Let’s do a hypothesis test!
Because it’s common to standardize, we will perform a z-test.
\(Z = \frac{.1 - 0}{\sqrt{.774*.226(\frac{1}{200} + \frac{1}{180})}}\) = 2.327
On a piece of paper, draw what this would look like, and shade in the area of the p-value.
The p-value for Z = 2.372 is: 0.0088
Confirm the p-value from the graph.
Next, write a decision and conclusion at the \(\alpha\) = 0.05 in the context of the problem.
Because or p-value is < \(\alpha\), we reject the null hypothesis, and have strong evidence to conclude that the true proportion of patients who recovered from the illness taking the new drug is larger than those who took the placebo.
Typically, you report both in research.
Let’s estimate what \(\pi_n - \pi_p\) actually is!
Independence (check)
Success-failure (how is this different than hypothesis testing?)
\(\hat{p_n} * n1 > 10\)
\((1 - \hat{p_n}) * n1 > 10\)
\(\hat{p_p} * n2 > 10\)
\((1 - \hat{p_p}) * n2 > 10\)
\(.8 * 200 > 10\)
\(.2 * 200 > 10\)
\(.7 * 180 > 10\)
\(.3 * 180 > 10\)
\(\sqrt{\frac{.8 *.2}{200} + \frac{.7*.3}{180}}\) = 0.00443
Now, let’s use our best guess for \(\pi_n - \pi_p\) with our estimated standard error to approximate the sampling distribution!
\(.1 + .00443 * 1.96\)
\(.1 - .00443 * 1.96\)
We are 95% confident that the true proportion of patients who took the new drug and recovered is 0.091 to 0.109 HIGHER than the true proportion of patients who took the placebo and recovered.
New things:
– Direction!
When you are working with a two-tailed test…
If you reject the null hypothesis at the \(\alpha = 0.05\) level, then we would expect our 95% confidence interval to NOT include the null value!
The condition for rejecting the null hypothesis is that the absolute Z-statistic is greater than the critical value \(|Z_{stat}| > Z_{crit}\).

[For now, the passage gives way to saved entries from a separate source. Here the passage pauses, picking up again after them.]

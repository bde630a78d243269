//! Logging bootstrap on top of `tracing`.
//!
//! Library code only emits `tracing` events and spans; binaries and tests pick
//! a subscriber here. `RUST_LOG` always wins over the level passed in.

pub mod test_utils;

pub use test_utils::{CapturedEvent, CapturedLogs, CapturedSpan, capture_logs};

use tracing_subscriber::EnvFilter;

fn env_filter(level: &str) -> EnvFilter {
    EnvFilter::try_from_default_env().unwrap_or_else(|_| EnvFilter::new(level))
}

/// Install a compact human-readable subscriber writing to stderr.
///
/// Subsequent calls are no-ops.
pub fn init_subscriber(level: &str) {
    let subscriber = tracing_subscriber::fmt()
        .with_env_filter(env_filter(level))
        .with_target(true)
        .with_writer(std::io::stderr)
        .compact();

    let _ = subscriber.try_init();
}

/// Install a JSON subscriber writing one object per line to stderr.
///
/// Span fields (agent, turn, tool) are flattened into each event.
pub fn init_json_subscriber(level: &str) {
    let subscriber = tracing_subscriber::fmt()
        .with_env_filter(env_filter(level))
        .with_writer(std::io::stderr)
        .json()
        .with_current_span(true)
        .with_span_list(false);

    let _ = subscriber.try_init();
}
//! Hook error types.

use thiserror::Error;

/// Errors returned by hook handlers.
#[derive(Debug, Error)]
pub enum HookError {
    /// A handler failed.
    #[error("Hook handler error in '{name}': {message}")]
    Handler {
        /// Handler name.
        name: String,
        /// Failure description.
        message: String,
    },
}

impl HookError {
    /// Build a handler error.
    pub fn handler(name: impl Into<String>, message: impl Into<String>) -> Self {
        Self::Handler {
            name: name.into(),
            message: message.into(),
        }
    }
}

#[cfg(test)]
mod tests {
    use super::*;

    #[test]
    fn handler_error_display() {
        let err = HookError::handler("audit", "disk full");
        assert_eq!(err.to_string(), "Hook handler error in 'audit': disk full");
    }
}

We can rearrange the inequality above to show: \(|\hat{p} - p_0| > Z_{crit}\sqrt{\frac{\hat{p}(1-\hat{p})}{n}}\)
The key insight is that when you reject the null hypothesis, the distance between your statistic and the null value is larger than the margin of error of the confidence interval. Since the null value is a certain distance away from your sample proportion, and that distance is greater than the width of your confidence interval, the null value cannot possibly be inside the interval.